── DATA RECORDS ──

pub mod session_gate;
pub mod theory_result;
pub mod workbook_export;
pub mod workbook_import;

pub use session_gate::{GateState, SessionGate};
pub use theory_result::{build_theory_results, format_local_datetime, TheoryEdits};
pub use workbook_export::{export_workbook, ExportRow, ExportedWorkbook};
pub use workbook_import::{parse_workbook, parse_workbook_bytes};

───

• PROBLEM DETAILS: Take the line that contains "pub mod workbook_export;" and every line after it through the end of the listing above, and repeat them exactly.

• RESPONSE AREA:
pub mod workbook_export;
pub mod workbook_import;

pub use session_gate::{GateState, SessionGate};
pub use theory_result::{build_theory_results, format_local_datetime, TheoryEdits};
pub use workbook_export::{export_workbook, ExportRow, ExportedWorkbook};
pub use workbook_import::{parse_workbook, parse_workbook_bytes};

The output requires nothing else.